//! Protocol messages and their framed wire encoding.
//!
//! Every message travels as a 4-byte big-endian length prefix followed by
//! exactly that many bytes of UTF-8 JSON: an object with the three keys
//! `type`, `payload` and `sender`. One message per connection in each
//! direction.

use crate::domain::{Block, ChainSnapshot, Transaction};
use crate::error::{CoinError, Result};
use serde::{Deserialize, Serialize};
use serde_json::{Map, Value};

/// Upper bound on an inbound frame. A hostile length prefix must not be
/// able to balloon memory.
pub const MAX_MESSAGE_SIZE: usize = 16 * 1024 * 1024;

#[derive(Clone, Copy, Debug, PartialEq, Eq, Hash, Serialize, Deserialize)]
#[serde(rename_all = "SCREAMING_SNAKE_CASE")]
pub enum MessageType {
    NewTransaction,
    NewBlock,
    RequestChain,
    ResponseChain,
    Ping,
    Pong,
    DiscoverPeers,
    PeersList,
}

impl MessageType {
    /// Broadcast messages fan out through the overlay; the rest are
    /// point-to-point request/response exchanges.
    pub fn is_broadcast(&self) -> bool {
        matches!(self, MessageType::NewTransaction | MessageType::NewBlock)
    }
}

#[derive(Clone, Debug, PartialEq, Serialize, Deserialize)]
pub struct Message {
    #[serde(rename = "type")]
    pub message_type: MessageType,
    pub payload: Map<String, Value>,
    pub sender: String,
}

impl Message {
    fn with_payload(message_type: MessageType, payload: Map<String, Value>) -> Message {
        Message {
            message_type,
            payload,
            sender: String::new(),
        }
    }

    fn empty(message_type: MessageType) -> Message {
        Self::with_payload(message_type, Map::new())
    }

    pub fn ping() -> Message {
        Self::empty(MessageType::Ping)
    }

    pub fn pong() -> Message {
        Self::empty(MessageType::Pong)
    }

    pub fn discover_peers() -> Message {
        Self::empty(MessageType::DiscoverPeers)
    }

    pub fn request_chain() -> Message {
        Self::empty(MessageType::RequestChain)
    }

    pub fn peers_list(peers: Vec<String>) -> Message {
        let mut payload = Map::new();
        payload.insert(
            "peers".to_string(),
            Value::Array(peers.into_iter().map(Value::String).collect()),
        );
        Self::with_payload(MessageType::PeersList, payload)
    }

    pub fn new_transaction(transaction: &Transaction) -> Message {
        let mut payload = Map::new();
        payload.insert("transaction".to_string(), transaction.to_value());
        Self::with_payload(MessageType::NewTransaction, payload)
    }

    pub fn new_block(block: &Block) -> Message {
        let mut payload = Map::new();
        payload.insert(
            "block".to_string(),
            serde_json::to_value(block).expect("Block serialization error"),
        );
        Self::with_payload(MessageType::NewBlock, payload)
    }

    pub fn response_chain(snapshot: &ChainSnapshot) -> Message {
        let mut payload = Map::new();
        payload.insert(
            "blockchain".to_string(),
            serde_json::to_value(snapshot).expect("Chain snapshot serialization error"),
        );
        Self::with_payload(MessageType::ResponseChain, payload)
    }

    fn payload_field(&self, key: &str) -> Result<&Value> {
        self.payload.get(key).ok_or_else(|| {
            CoinError::MalformedMessage(format!(
                "{:?} payload is missing the {key} field",
                self.message_type
            ))
        })
    }

    /// The transaction carried by a `NEW_TRANSACTION` payload.
    pub fn transaction(&self) -> Result<Transaction> {
        Ok(serde_json::from_value(
            self.payload_field("transaction")?.clone(),
        )?)
    }

    /// The block carried by a `NEW_BLOCK` payload.
    pub fn block(&self) -> Result<Block> {
        Ok(serde_json::from_value(self.payload_field("block")?.clone())?)
    }

    /// The `{chain, pending_transactions}` record carried by a
    /// `RESPONSE_CHAIN` payload.
    pub fn chain_snapshot(&self) -> Result<ChainSnapshot> {
        Ok(serde_json::from_value(
            self.payload_field("blockchain")?.clone(),
        )?)
    }

    /// The peer addresses carried by a `PEERS_LIST` payload.
    pub fn peers(&self) -> Result<Vec<String>> {
        Ok(serde_json::from_value(self.payload_field("peers")?.clone())?)
    }

    /// Encode as a length-prefixed frame.
    pub fn to_bytes(&self) -> Result<Vec<u8>> {
        let body = serde_json::to_vec(self)?;
        if body.len() > u32::MAX as usize {
            return Err(CoinError::MalformedMessage(
                "message exceeds the frame length limit".to_string(),
            ));
        }
        let mut frame = Vec::with_capacity(4 + body.len());
        frame.extend_from_slice(&(body.len() as u32).to_be_bytes());
        frame.extend_from_slice(&body);
        Ok(frame)
    }

    /// Decode a full length-prefixed frame. The prefix must account for
    /// exactly the remaining bytes.
    pub fn from_bytes(data: &[u8]) -> Result<Message> {
        if data.len() < 4 {
            return Err(CoinError::MalformedMessage(
                "frame shorter than its length prefix".to_string(),
            ));
        }
        let declared = u32::from_be_bytes([data[0], data[1], data[2], data[3]]) as usize;
        let body = &data[4..];
        if declared != body.len() {
            return Err(CoinError::MalformedMessage(format!(
                "frame declares {declared} bytes but carries {}",
                body.len()
            )));
        }
        if declared > MAX_MESSAGE_SIZE {
            return Err(CoinError::MalformedMessage(format!(
                "frame of {declared} bytes exceeds the limit"
            )));
        }
        Ok(serde_json::from_slice(body)?)
    }
}

#[cfg(test)]
mod tests {
    use super::*;
    use crate::domain::Blockchain;

    #[test]
    fn wire_symbols_are_exact() {
        let cases = [
            (MessageType::NewTransaction, "NEW_TRANSACTION"),
            (MessageType::NewBlock, "NEW_BLOCK"),
            (MessageType::RequestChain, "REQUEST_CHAIN"),
            (MessageType::ResponseChain, "RESPONSE_CHAIN"),
            (MessageType::Ping, "PING"),
            (MessageType::Pong, "PONG"),
            (MessageType::DiscoverPeers, "DISCOVER_PEERS"),
            (MessageType::PeersList, "PEERS_LIST"),
        ];
        for (message_type, symbol) in cases {
            let encoded = serde_json::to_value(message_type).unwrap();
            assert_eq!(encoded, serde_json::json!(symbol));
        }
    }

    #[test]
    fn only_transaction_and_block_messages_are_broadcast() {
        assert!(MessageType::NewTransaction.is_broadcast());
        assert!(MessageType::NewBlock.is_broadcast());
        assert!(!MessageType::Ping.is_broadcast());
        assert!(!MessageType::ResponseChain.is_broadcast());
    }

    #[test]
    fn frame_round_trip() {
        let mut message = Message::peers_list(vec!["127.0.0.1:5001".to_string()]);
        message.sender = "127.0.0.1:5000".to_string();
        let restored = Message::from_bytes(&message.to_bytes().unwrap()).unwrap();
        assert_eq!(restored, message);
    }

    #[test]
    fn frame_length_prefix_is_big_endian() {
        let frame = Message::ping().to_bytes().unwrap();
        let declared = u32::from_be_bytes([frame[0], frame[1], frame[2], frame[3]]) as usize;
        assert_eq!(declared, frame.len() - 4);
    }

    #[test]
    fn truncated_frames_are_malformed() {
        let frame = Message::ping().to_bytes().unwrap();
        assert!(Message::from_bytes(&frame[..frame.len() - 1]).is_err());
        assert!(Message::from_bytes(&frame[..2]).is_err());
    }

    #[test]
    fn missing_top_level_keys_are_malformed() {
        for raw in [
            r#"{"payload": {}, "sender": ""}"#,
            r#"{"type": "PING", "sender": ""}"#,
            r#"{"type": "PING", "payload": {}}"#,
        ] {
            assert!(serde_json::from_str::<Message>(raw).is_err());
        }
        let complete = r#"{"type": "PING", "payload": {}, "sender": ""}"#;
        assert!(serde_json::from_str::<Message>(complete).is_ok());
    }

    #[test]
    fn unknown_message_types_are_malformed() {
        let raw = r#"{"type": "SHOUT", "payload": {}, "sender": ""}"#;
        assert!(serde_json::from_str::<Message>(raw).is_err());
    }

    #[test]
    fn transaction_payload_round_trip() {
        let tx = Transaction::new("coinbase", "alice", 50.0).unwrap();
        let message = Message::new_transaction(&tx);
        assert_eq!(message.transaction().unwrap(), tx);
    }

    #[test]
    fn missing_payload_fields_are_malformed() {
        let message = Message::ping();
        assert!(message.transaction().is_err());
        assert!(message.block().is_err());
        assert!(message.peers().is_err());
    }

    #[test]
    fn chain_snapshot_payload_round_trip() {
        let chain = Blockchain::new();
        let message = Message::response_chain(&chain.snapshot());
        let snapshot = message.chain_snapshot().unwrap();
        assert_eq!(snapshot.chain.len(), 1);
        assert!(snapshot.pending_transactions.is_empty());
    }
}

- - -

_TASK_
Scan the listing and copy every line where the string "Debug" shows up.

_WRITTEN RESPONSE_
#[derive(Clone, Copy, Debug, PartialEq, Eq, Hash, Serialize, Deserialize)]
#[derive(Clone, Debug, PartialEq, Serialize, Deserialize)]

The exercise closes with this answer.